- _TRY IT_
Look through the data below and extract, unchanged, the lines from the one that contains "pub use verification_token::VerificationTokenRepository;" to the one that contains "song does not exist", both included.

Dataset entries
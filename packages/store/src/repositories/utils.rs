//! Shared utility functions for repositories
//!
//! This module provides common functions used across repositories.

use crate::error::{StoreError, StoreResult};

/// Largest page size a listing query will serve
pub const MAX_PAGE_SIZE: i64 = 100;

/// Escape special characters in ILIKE patterns to prevent pattern injection.
///
/// ILIKE uses `%` for any sequence and `_` for single character wildcards.
/// If user input contains these characters, they must be escaped to match literally.
///
/// # Example
/// ```
/// use tuneswipe_store::repositories::utils::escape_ilike;
///
/// let input = "100%";
/// let escaped = escape_ilike(input);
/// assert_eq!(escaped, r"100\%");
/// ```
pub fn escape_ilike(pattern: &str) -> String {
    pattern
        .replace('\\', r"\\")
        .replace('%', r"\%")
        .replace('_', r"\_")
}

/// Validate a limit/offset pair, clamping the limit to [`MAX_PAGE_SIZE`].
///
/// Negative values are caller bugs and are rejected rather than silently
/// corrected.
pub fn clamp_page(limit: i64, offset: i64) -> StoreResult<(i64, i64)> {
    if limit < 0 {
        return Err(StoreError::InvalidInput(format!(
            "limit must be non-negative, got {}",
            limit
        )));
    }
    if offset < 0 {
        return Err(StoreError::InvalidInput(format!(
            "offset must be non-negative, got {}",
            offset
        )));
    }
    Ok((limit.min(MAX_PAGE_SIZE), offset))
}

// ============================================================================
// SQL Column Constants
//
// These constants define the SELECT column lists for each entity type,
// reducing duplication and ensuring consistency across queries.
// ============================================================================

/// SQL columns for user queries
pub const USER_COLUMNS: &str = r#"
    id, name, email, email_verified, image
"#;

/// SQL columns for provider account queries
pub const ACCOUNT_COLUMNS: &str = r#"
    id, user_id, type, provider, provider_account_id,
    refresh_token, access_token, expires_at,
    token_type, scope, id_token, session_state
"#;

/// SQL columns for session queries
pub const SESSION_COLUMNS: &str = r#"
    id, session_token, user_id, expires_at
"#;

/// SQL columns for verification token queries
pub const VERIFICATION_TOKEN_COLUMNS: &str = r#"
    identifier, token, expires_at
"#;

/// SQL columns for song queries
pub const SONG_COLUMNS: &str = r#"
    id, title, artist, album, external_id, duration_ms
"#;

/// SQL columns for playlist queries
pub const PLAYLIST_COLUMNS: &str = r#"
    id, name, is_public, user_id, created_at, updated_at
"#;

/// SQL columns for playlist membership queries
pub const PLAYLIST_SONG_COLUMNS: &str = r#"
    id, playlist_id, song_id, position
"#;

/// SQL columns for swipe queries
pub const SWIPE_COLUMNS: &str = r#"
    id, action, user_id, song_id
"#;

/// SQL columns for social post queries
pub const SOCIAL_POST_COLUMNS: &str = r#"
    id, caption, user_id, playlist_id, created_at, updated_at
"#;

/// SQL columns for like queries
pub const LIKE_COLUMNS: &str = r#"
    id, user_id, social_post_id
"#;

/// SQL columns for comment queries
pub const COMMENT_COLUMNS: &str = r#"
    id, content, user_id, social_post_id, created_at, updated_at
"#;

/// SQL columns for follow queries
pub const FOLLOW_COLUMNS: &str = r#"
    id, follower_id, following_id
"#;

#[cfg(test)]
mod tests {
    use super::*;
    use assert_matches::assert_matches;

    #[test]
    fn test_escape_ilike_no_special_chars() {
        assert_eq!(escape_ilike("hello world"), "hello world");
    }

    #[test]
    fn test_escape_ilike_percent() {
        assert_eq!(escape_ilike("100% complete"), r"100\% complete");
    }

    #[test]
    fn test_escape_ilike_underscore() {
        assert_eq!(escape_ilike("test_case"), r"test\_case");
    }

    #[test]
    fn test_escape_ilike_backslash() {
        assert_eq!(escape_ilike(r"path\to\file"), r"path\\to\\file");
    }

    #[test]
    fn test_escape_ilike_all_special() {
        assert_eq!(escape_ilike(r"100%_\test"), r"100\%\_\\test");
    }

    #[test]
    fn test_escape_ilike_empty() {
        assert_eq!(escape_ilike(""), "");
    }

    #[test]
    fn test_clamp_page_passes_small_values() {
        assert_eq!(clamp_page(20, 40).unwrap(), (20, 40));
    }

    #[test]
    fn test_clamp_page_caps_limit() {
        assert_eq!(clamp_page(10_000, 0).unwrap(), (MAX_PAGE_SIZE, 0));
    }

    #[test]
    fn test_clamp_page_rejects_negative_limit() {
        assert_matches!(clamp_page(-1, 0), Err(StoreError::InvalidInput(_)));
    }

    #[test]
    fn test_clamp_page_rejects_negative_offset() {
        assert_matches!(clamp_page(10, -5), Err(StoreError::InvalidInput(_)));
    }
}
//! Database models for the TuneSwipe store
//!
//! One module per aggregate. Query-argument structs (`New*`, `Update*`)
//! live next to the entity they create or patch, and aggregate row types
//! (counts, stats) next to the queries that produce them.

pub mod account;
pub mod comment;
pub mod follow;
pub mod like;
pub mod playlist;
pub mod session;
pub mod social;
pub mod song;
pub mod swipe;
pub mod user;

pub use account::{Account, NewAccount, ProviderCount, UpdateAccountTokens};
pub use comment::{Comment, NewComment, PostCommentCount};
pub use follow::{Follow, FollowCounts};
pub use like::{Like, PostLikeCount};
pub use playlist::{
    NewPlaylist, Playlist, PlaylistEntry, PlaylistSong, PlaylistStats, UpdatePlaylist,
};
pub use session::{Session, SessionWithUser, VerificationToken};
pub use social::{FeedPost, NewSocialPost, PostEngagement, SocialPost, UpdateSocialPost};
pub use song::{ArtistSongCount, NewSong, Song, SongDurationStats};
pub use swipe::{NewSwipe, SwipeAction, SwipeDirection, SwipeSummary};
pub use user::{NewUser, UpdateUser, User, UserProfileStats};
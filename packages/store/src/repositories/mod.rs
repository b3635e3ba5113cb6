//! Database repository layer for the TuneSwipe store
//!
//! This module provides the data access layer, centralizing all database
//! operations into reusable repositories. This pattern:
//! - Keeps SQL queries in one place per entity
//! - Makes the operation surface explicit and testable
//! - Lets callers hold exactly the repositories they need
//!
//! Every repository is a thin `Clone` façade over the shared pool and is
//! normally obtained through [`crate::Store`].

pub mod account;
pub mod comment;
pub mod follow;
pub mod like;
pub mod playlist;
pub mod playlist_song;
pub mod session;
pub mod social_post;
pub mod song;
pub mod swipe;
pub mod user;
pub mod utils;
pub mod verification_token;

pub use account::AccountRepository;
pub use comment::CommentRepository;
pub use follow::FollowRepository;
pub use like::LikeRepository;
pub use playlist::PlaylistRepository;
pub use playlist_song::PlaylistSongRepository;
pub use session::SessionRepository;
pub use social_post::SocialPostRepository;
pub use song::SongRepository;
pub use swipe::SwipeRepository;
pub use user::UserRepository;
pub use verification_token::VerificationTokenRepository;
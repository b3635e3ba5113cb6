//! TuneSwipe data store
//!
//! Typed access to the TuneSwipe PostgreSQL schema: entity models,
//! per-entity repositories, and the [`Store`] handle that owns the
//! connection pool and runs migrations.

pub mod error;
pub mod models;
pub mod repositories;
pub mod store;

// Re-export commonly used types
pub use error::{StoreError, StoreResult};
pub use store::Store;
//! Swipe repository
//!
//! One verdict per (user, song). Recording a swipe upserts, so changing
//! your mind about a song never errors. The discovery deck is the
//! anti-join of the catalog against a user's swipe history.

use sqlx::PgPool;
use uuid::Uuid;

use crate::error::StoreResult;
use crate::models::song::Song;
use crate::models::swipe::{NewSwipe, SwipeAction, SwipeDirection, SwipeSummary};
use crate::repositories::utils::{clamp_page, SWIPE_COLUMNS};

/// Repository for swipe database operations
#[derive(Clone)]
pub struct SwipeRepository {
    pool: PgPool,
}

impl SwipeRepository {
    /// Create a new SwipeRepository instance
    pub fn new(pool: PgPool) -> Self {
        Self { pool }
    }

    /// Record a user's verdict on a song
    ///
    /// Re-swiping replaces the stored direction instead of erroring.
    ///
    /// # Returns
    /// * `Ok(SwipeAction)` - The stored swipe
    /// * `Err(StoreError::ForeignKeyViolation)` - If the user or song does not exist
    #[tracing::instrument(skip(self, input), fields(action = %input.action))]
    pub async fn record(&self, user_id: Uuid, input: NewSwipe) -> StoreResult<SwipeAction> {
        let swipe = sqlx::query_as::<_, SwipeAction>(&format!(
            r#"
            INSERT INTO swipe_actions (action, user_id, song_id)
            VALUES ($1, $2, $3)
            ON CONFLICT (user_id, song_id) DO UPDATE SET action = EXCLUDED.action
            RETURNING {}
            "#,
            SWIPE_COLUMNS
        ))
        .bind(input.action)
        .bind(user_id)
        .bind(input.song_id)
        .fetch_one(&self.pool)
        .await?;

        Ok(swipe)
    }

    /// The user's stored verdict on a song, if any
    pub async fn find(&self, user_id: Uuid, song_id: Uuid) -> StoreResult<Option<SwipeAction>> {
        let swipe = sqlx::query_as::<_, SwipeAction>(&format!(
            "SELECT {} FROM swipe_actions WHERE user_id = $1 AND song_id = $2",
            SWIPE_COLUMNS
        ))
        .bind(user_id)
        .bind(song_id)
        .fetch_optional(&self.pool)
        .await?;

        Ok(swipe)
    }

    /// A user's swipe history, optionally filtered by direction
    ///
    /// Ordered by id for stable pagination.
    pub async fn find_by_user(
        &self,
        user_id: Uuid,
        direction: Option<SwipeDirection>,
        limit: i64,
        offset: i64,
    ) -> StoreResult<Vec<SwipeAction>> {
        let (limit, offset) = clamp_page(limit, offset)?;

        let swipes = sqlx::query_as::<_, SwipeAction>(&format!(
            r#"
            SELECT {}
            FROM swipe_actions
            WHERE user_id = $1
              AND ($2::swipe_direction IS NULL OR action = $2)
            ORDER BY id ASC
            LIMIT $3 OFFSET $4
            "#,
            SWIPE_COLUMNS
        ))
        .bind(user_id)
        .bind(direction)
        .bind(limit)
        .bind(offset)
        .fetch_all(&self.pool)
        .await?;

        Ok(swipes)
    }

    /// Songs the user swiped right on, ordered like the catalog
    pub async fn liked_songs(
        &self,
        user_id: Uuid,
        limit: i64,
        offset: i64,
    ) -> StoreResult<Vec<Song>> {
        let (limit, offset) = clamp_page(limit, offset)?;

        let songs = sqlx::query_as::<_, Song>(
            r#"
            SELECT s.id, s.title, s.artist, s.album, s.external_id, s.duration_ms
            FROM swipe_actions sa
            JOIN songs s ON s.id = sa.song_id
            WHERE sa.user_id = $1 AND sa.action = 'liked'
            ORDER BY s.artist ASC, s.title ASC
            LIMIT $2 OFFSET $3
            "#,
        )
        .bind(user_id)
        .bind(limit)
        .bind(offset)
        .fetch_all(&self.pool)
        .await?;

        Ok(songs)
    }

    /// Verdict totals for a user, zero-filled for unused directions
    pub async fn summary(&self, user_id: Uuid) -> StoreResult<SwipeSummary> {
        let rows: Vec<(SwipeDirection, i64)> = sqlx::query_as(
            r#"
            SELECT action, COUNT(*)
            FROM swipe_actions
            WHERE user_id = $1
            GROUP BY action
            "#,
        )
        .bind(user_id)
        .fetch_all(&self.pool)
        .await?;

        let mut summary = SwipeSummary::default();
        for (action, count) in rows {
            match action {
                SwipeDirection::Liked => summary.liked = count,
                SwipeDirection::Disliked => summary.disliked = count,
            }
        }

        Ok(summary)
    }

    /// The discovery deck: catalog songs the user has not swiped yet
    ///
    /// Both directions count as swiped; the deck never repeats a song
    /// the user has already judged. Order is randomized per call.
    pub async fn next_for_user(&self, user_id: Uuid, limit: i64) -> StoreResult<Vec<Song>> {
        let (limit, _) = clamp_page(limit, 0)?;

        let songs = sqlx::query_as::<_, Song>(
            r#"
            SELECT s.id, s.title, s.artist, s.album, s.external_id, s.duration_ms
            FROM songs s
            WHERE NOT EXISTS (
                SELECT 1 FROM swipe_actions sa
                WHERE sa.song_id = s.id AND sa.user_id = $1
            )
            ORDER BY random()
            LIMIT $2
            "#,
        )
        .bind(user_id)
        .bind(limit)
        .fetch_all(&self.pool)
        .await?;

        Ok(songs)
    }

    /// Forget a user's verdict on a song
    ///
    /// # Returns
    /// * `Ok(true)` - If a swipe existed and was removed
    /// * `Ok(false)` - If the user never swiped this song
    #[tracing::instrument(skip(self))]
    pub async fn delete(&self, user_id: Uuid, song_id: Uuid) -> StoreResult<bool> {
        let result = sqlx::query("DELETE FROM swipe_actions WHERE user_id = $1 AND song_id = $2")
            .bind(user_id)
            .bind(song_id)
            .execute(&self.pool)
            .await?;

        Ok(result.rows_affected() > 0)
    }
}
//! Test fixtures for store integration tests
//!
//! Provides reusable test data builders and seed helpers. Builders are
//! random by default so parallel tests never collide on unique columns.

#![allow(dead_code)]

use fake::faker::lorem::en::Words;
use fake::faker::name::en::Name;
use fake::Fake;
use uuid::Uuid;

use tuneswipe_store::models::{
    NewPlaylist, NewSocialPost, NewSong, NewUser, Playlist, SocialPost, Song, User,
};
use tuneswipe_store::Store;

/// Generate a unique email so tests never collide on the unique index
pub fn unique_email() -> String {
    format!("test_{}@example.com", Uuid::new_v4())
}

/// A user with random name and unique email
pub fn random_user() -> NewUser {
    NewUser {
        name: Some(Name().fake()),
        email: unique_email(),
        image: None,
    }
}

/// A song with random metadata and a unique external id
pub fn random_song() -> NewSong {
    let title: Vec<String> = Words(2..4).fake();
    NewSong {
        title: title.join(" "),
        artist: Name().fake(),
        album: Some(Words(2..4).fake::<Vec<String>>().join(" ")),
        external_id: format!("spotify:track:{}", Uuid::new_v4()),
        duration_ms: (120_000..360_000).fake(),
    }
}

/// A song with known data, for assertions on exact values
pub fn known_song() -> NewSong {
    NewSong {
        title: "Bohemian Rhapsody".to_string(),
        artist: "Queen".to_string(),
        album: Some("A Night at the Opera".to_string()),
        external_id: format!("spotify:track:known_{}", Uuid::new_v4()),
        duration_ms: 355_000,
    }
}

/// A private playlist with a random name
pub fn random_playlist() -> NewPlaylist {
    NewPlaylist {
        name: Words(2..4).fake::<Vec<String>>().join(" "),
        is_public: false,
    }
}

// ========== Seed Helpers ==========
//
// Insert through the store so every fixture row goes through the same
// code paths production does.

pub async fn seed_user(store: &Store) -> User {
    store
        .users()
        .create(random_user())
        .await
        .expect("failed to seed user")
}

pub async fn seed_song(store: &Store) -> Song {
    store
        .songs()
        .import(random_song())
        .await
        .expect("failed to seed song")
}

pub async fn seed_playlist(store: &Store, owner_id: Uuid) -> Playlist {
    store
        .playlists()
        .create(owner_id, random_playlist())
        .await
        .expect("failed to seed playlist")
}

/// Seed a playlist and share it to the feed in one step
pub async fn seed_post(store: &Store, author_id: Uuid) -> SocialPost {
    let playlist = seed_playlist(store, author_id).await;
    store
        .posts()
        .share(
            author_id,
            NewSocialPost {
                playlist_id: playlist.id,
                caption: Some("check this out".to_string()),
            },
        )
        .await
        .expect("failed to seed post")
}
//! Song catalog models

use serde::{Deserialize, Serialize};
use sqlx::FromRow;
use uuid::Uuid;

/// Song from the songs table
#[derive(Debug, Clone, FromRow, Serialize)]
pub struct Song {
    /// Unique song identifier
    pub id: Uuid,

    /// Track title
    pub title: String,

    /// Performing artist
    pub artist: String,

    /// Album name, absent for singles
    pub album: Option<String>,

    /// Identifier on the upstream catalog provider (unique)
    pub external_id: String,

    /// Track length in milliseconds
    pub duration_ms: i32,
}

/// Input for adding a song to the catalog
#[derive(Debug, Clone, Serialize, Deserialize)]
pub struct NewSong {
    pub title: String,
    pub artist: String,
    pub album: Option<String>,
    pub external_id: String,
    pub duration_ms: i32,
}

/// Catalog-wide duration aggregates
#[derive(Debug, Clone, FromRow, Serialize)]
pub struct SongDurationStats {
    /// Number of songs in the catalog
    pub song_count: i64,

    /// Sum of all durations in milliseconds
    pub total_duration_ms: Option<i64>,

    /// Average duration in milliseconds
    pub avg_duration_ms: Option<f64>,

    /// Shortest song in milliseconds
    pub min_duration_ms: Option<i32>,

    /// Longest song in milliseconds
    pub max_duration_ms: Option<i32>,
}

/// Per-artist song tally
#[derive(Debug, Clone, FromRow, Serialize)]
pub struct ArtistSongCount {
    pub artist: String,
    pub song_count: i64,
}

#[cfg(test)]
mod tests {
    use super::*;

    #[test]
    fn test_new_song_serde_round_trip() {
        let input = NewSong {
            title: "Windowpane".to_string(),
            artist: "Opeth".to_string(),
            album: Some("Damnation".to_string()),
            external_id: "spotify:track:abc".to_string(),
            duration_ms: 464_000,
        };
        let json = serde_json::to_string(&input).unwrap();
        let back: NewSong = serde_json::from_str(&json).unwrap();
        assert_eq!(back.title, input.title);
        assert_eq!(back.external_id, input.external_id);
        assert_eq!(back.duration_ms, input.duration_ms);
    }
}
//! Provider account repository
//!
//! OAuth sign-in resolves a (provider, provider_account_id) pair to a
//! user; everything here serves that flow plus token refresh.

use sqlx::PgPool;
use uuid::Uuid;

use crate::error::{StoreError, StoreResult};
use crate::models::account::{Account, NewAccount, ProviderCount, UpdateAccountTokens};
use crate::repositories::utils::ACCOUNT_COLUMNS;

/// Repository for provider account database operations
#[derive(Clone)]
pub struct AccountRepository {
    pool: PgPool,
}

impl AccountRepository {
    /// Create a new AccountRepository instance
    pub fn new(pool: PgPool) -> Self {
        Self { pool }
    }

    /// Link a provider account to a user
    ///
    /// # Returns
    /// * `Ok(Account)` - The stored account row
    /// * `Err(StoreError::UniqueViolation)` - If the provider pair is already linked
    /// * `Err(StoreError::ForeignKeyViolation)` - If the user does not exist
    #[tracing::instrument(skip(self, input), fields(provider = %input.provider))]
    pub async fn link(&self, input: NewAccount) -> StoreResult<Account> {
        let account = sqlx::query_as::<_, Account>(&format!(
            r#"
            INSERT INTO accounts (
                user_id, type, provider, provider_account_id,
                refresh_token, access_token, expires_at,
                token_type, scope, id_token, session_state
            )
            VALUES ($1, $2, $3, $4, $5, $6, $7, $8, $9, $10, $11)
            RETURNING {}
            "#,
            ACCOUNT_COLUMNS
        ))
        .bind(input.user_id)
        .bind(&input.kind)
        .bind(&input.provider)
        .bind(&input.provider_account_id)
        .bind(&input.refresh_token)
        .bind(&input.access_token)
        .bind(input.expires_at)
        .bind(&input.token_type)
        .bind(&input.scope)
        .bind(&input.id_token)
        .bind(&input.session_state)
        .fetch_one(&self.pool)
        .await?;

        Ok(account)
    }

    /// Resolve a provider pair to its linked account
    pub async fn find_by_provider_account(
        &self,
        provider: &str,
        provider_account_id: &str,
    ) -> StoreResult<Option<Account>> {
        let account = sqlx::query_as::<_, Account>(&format!(
            r#"
            SELECT {}
            FROM accounts
            WHERE provider = $1 AND provider_account_id = $2
            "#,
            ACCOUNT_COLUMNS
        ))
        .bind(provider)
        .bind(provider_account_id)
        .fetch_optional(&self.pool)
        .await?;

        Ok(account)
    }

    /// All accounts linked to a user, ordered by provider name
    pub async fn find_by_user(&self, user_id: Uuid) -> StoreResult<Vec<Account>> {
        let accounts = sqlx::query_as::<_, Account>(&format!(
            r#"
            SELECT {}
            FROM accounts
            WHERE user_id = $1
            ORDER BY provider
            "#,
            ACCOUNT_COLUMNS
        ))
        .bind(user_id)
        .fetch_all(&self.pool)
        .await?;

        Ok(accounts)
    }

    /// Replace the stored tokens after a provider refresh
    ///
    /// Refresh responses are authoritative, so all token columns are
    /// overwritten, including ones the patch leaves as `None`.
    ///
    /// # Returns
    /// * `Ok(Account)` - The refreshed account row
    /// * `Err(StoreError::NotFound)` - If the account does not exist
    #[tracing::instrument(skip(self, tokens))]
    pub async fn update_tokens(
        &self,
        account_id: Uuid,
        tokens: UpdateAccountTokens,
    ) -> StoreResult<Account> {
        let account = sqlx::query_as::<_, Account>(&format!(
            r#"
            UPDATE accounts
            SET
                refresh_token = $2,
                access_token = $3,
                expires_at = $4,
                token_type = $5,
                scope = $6,
                id_token = $7,
                session_state = $8
            WHERE id = $1
            RETURNING {}
            "#,
            ACCOUNT_COLUMNS
        ))
        .bind(account_id)
        .bind(&tokens.refresh_token)
        .bind(&tokens.access_token)
        .bind(tokens.expires_at)
        .bind(&tokens.token_type)
        .bind(&tokens.scope)
        .bind(&tokens.id_token)
        .bind(&tokens.session_state)
        .fetch_optional(&self.pool)
        .await?;

        account.ok_or_else(|| StoreError::not_found("account", account_id))
    }

    /// Unlink a provider account
    ///
    /// # Returns
    /// * `Ok(true)` - If the account existed and was removed
    /// * `Ok(false)` - If no such provider pair is linked
    #[tracing::instrument(skip(self))]
    pub async fn unlink(&self, provider: &str, provider_account_id: &str) -> StoreResult<bool> {
        let result =
            sqlx::query("DELETE FROM accounts WHERE provider = $1 AND provider_account_id = $2")
                .bind(provider)
                .bind(provider_account_id)
                .execute(&self.pool)
                .await?;

        Ok(result.rows_affected() > 0)
    }

    /// Linked-account totals per provider, most used first
    pub async fn count_by_provider(&self) -> StoreResult<Vec<ProviderCount>> {
        let counts = sqlx::query_as::<_, ProviderCount>(
            r#"
            SELECT provider, COUNT(*) AS account_count
            FROM accounts
            GROUP BY provider
            ORDER BY account_count DESC, provider
            "#,
        )
        .fetch_all(&self.pool)
        .await?;

        Ok(counts)
    }
}
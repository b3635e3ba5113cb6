//! Store handle: pool bootstrap, migrations, and repository access

use sqlx::postgres::PgPoolOptions;
use sqlx::PgPool;
use std::time::Duration;

use tuneswipe_shared_config::DatabaseConfig;

use crate::error::StoreResult;
use crate::repositories::{
    AccountRepository, CommentRepository, FollowRepository, LikeRepository,
    PlaylistRepository, PlaylistSongRepository, SessionRepository, SocialPostRepository,
    SongRepository, SwipeRepository, UserRepository, VerificationTokenRepository,
};

/// Handle to the TuneSwipe database
///
/// Owns the connection pool. Repositories are thin façades over pool
/// clones, so accessors hand out owned values that are cheap to pass
/// around and keep alive independently of the store.
#[derive(Clone)]
pub struct Store {
    pool: PgPool,
}

impl Store {
    /// Connect to PostgreSQL with the pool described by `config`
    pub async fn connect(config: &DatabaseConfig) -> StoreResult<Self> {
        config.validate()?;

        tracing::info!(
            max_connections = config.max_connections,
            min_connections = config.min_connections,
            "connecting to database"
        );

        let pool = PgPoolOptions::new()
            .max_connections(config.max_connections)
            .min_connections(config.min_connections)
            .acquire_timeout(Duration::from_secs(config.connect_timeout_secs))
            .idle_timeout(Duration::from_secs(config.idle_timeout_secs))
            .connect(&config.url)
            .await?;

        tracing::info!("database connection established");
        Ok(Self { pool })
    }

    /// Wrap an existing pool, leaving its configuration to the caller
    pub fn with_pool(pool: PgPool) -> Self {
        Self { pool }
    }

    /// Apply embedded migrations, bringing the schema up to date
    pub async fn run_migrations(&self) -> StoreResult<()> {
        tracing::info!("running database migrations");
        sqlx::migrate!("./migrations").run(&self.pool).await?;
        tracing::info!("migrations completed");
        Ok(())
    }

    /// Reference to the underlying pool
    pub fn pool(&self) -> &PgPool {
        &self.pool
    }

    /// Close all connections; pending acquires fail afterwards
    pub async fn close(&self) {
        self.pool.close().await;
    }

    /// User accounts
    pub fn users(&self) -> UserRepository {
        UserRepository::new(self.pool.clone())
    }

    /// Linked OAuth provider accounts
    pub fn accounts(&self) -> AccountRepository {
        AccountRepository::new(self.pool.clone())
    }

    /// Login sessions
    pub fn sessions(&self) -> SessionRepository {
        SessionRepository::new(self.pool.clone())
    }

    /// Email verification tokens
    pub fn verification_tokens(&self) -> VerificationTokenRepository {
        VerificationTokenRepository::new(self.pool.clone())
    }

    /// Song catalog
    pub fn songs(&self) -> SongRepository {
        SongRepository::new(self.pool.clone())
    }

    /// Playlists
    pub fn playlists(&self) -> PlaylistRepository {
        PlaylistRepository::new(self.pool.clone())
    }

    /// Ordered playlist membership
    pub fn playlist_songs(&self) -> PlaylistSongRepository {
        PlaylistSongRepository::new(self.pool.clone())
    }

    /// Swipe verdicts
    pub fn swipes(&self) -> SwipeRepository {
        SwipeRepository::new(self.pool.clone())
    }

    /// Shared playlist posts
    pub fn posts(&self) -> SocialPostRepository {
        SocialPostRepository::new(self.pool.clone())
    }

    /// Post likes
    pub fn likes(&self) -> LikeRepository {
        LikeRepository::new(self.pool.clone())
    }

    /// Post comments
    pub fn comments(&self) -> CommentRepository {
        CommentRepository::new(self.pool.clone())
    }

    /// Follow graph
    pub fn follows(&self) -> FollowRepository {
        FollowRepository::new(self.pool.clone())
    }
}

- _TASK RESPONSE_
pub use verification_token::VerificationTokenRepository;
repository b3635e3ba5113cb6
//! TuneSwipe data store
//!
//! Typed access to the TuneSwipe PostgreSQL schema: entity models,
//! per-entity repositories, and the [`Store`] handle that owns the
//! connection pool and runs migrations.

pub mod error;
pub mod models;
pub mod repositories;
pub mod store;

// Re-export commonly used types
pub use error::{StoreError, StoreResult};
pub use store::Store;
//! Swipe repository
//!
//! One verdict per (user, song). Recording a swipe upserts, so changing
//! your mind about a song never errors. The discovery deck is the
//! anti-join of the catalog against a user's swipe history.

use sqlx::PgPool;
use uuid::Uuid;

use crate::error::StoreResult;
use crate::models::song::Song;
use crate::models::swipe::{NewSwipe, SwipeAction, SwipeDirection, SwipeSummary};
use crate::repositories::utils::{clamp_page, SWIPE_COLUMNS};

/// Repository for swipe database operations
#[derive(Clone)]
pub struct SwipeRepository {
    pool: PgPool,
}

impl SwipeRepository {
    /// Create a new SwipeRepository instance
    pub fn new(pool: PgPool) -> Self {
        Self { pool }
    }

    /// Record a user's verdict on a song
    ///
    /// Re-swiping replaces the stored direction instead of erroring.
    ///
    /// # Returns
    /// * `Ok(SwipeAction)` - The stored swipe
    /// * `Err(StoreError::ForeignKeyViolation)` - If the user or song does not exist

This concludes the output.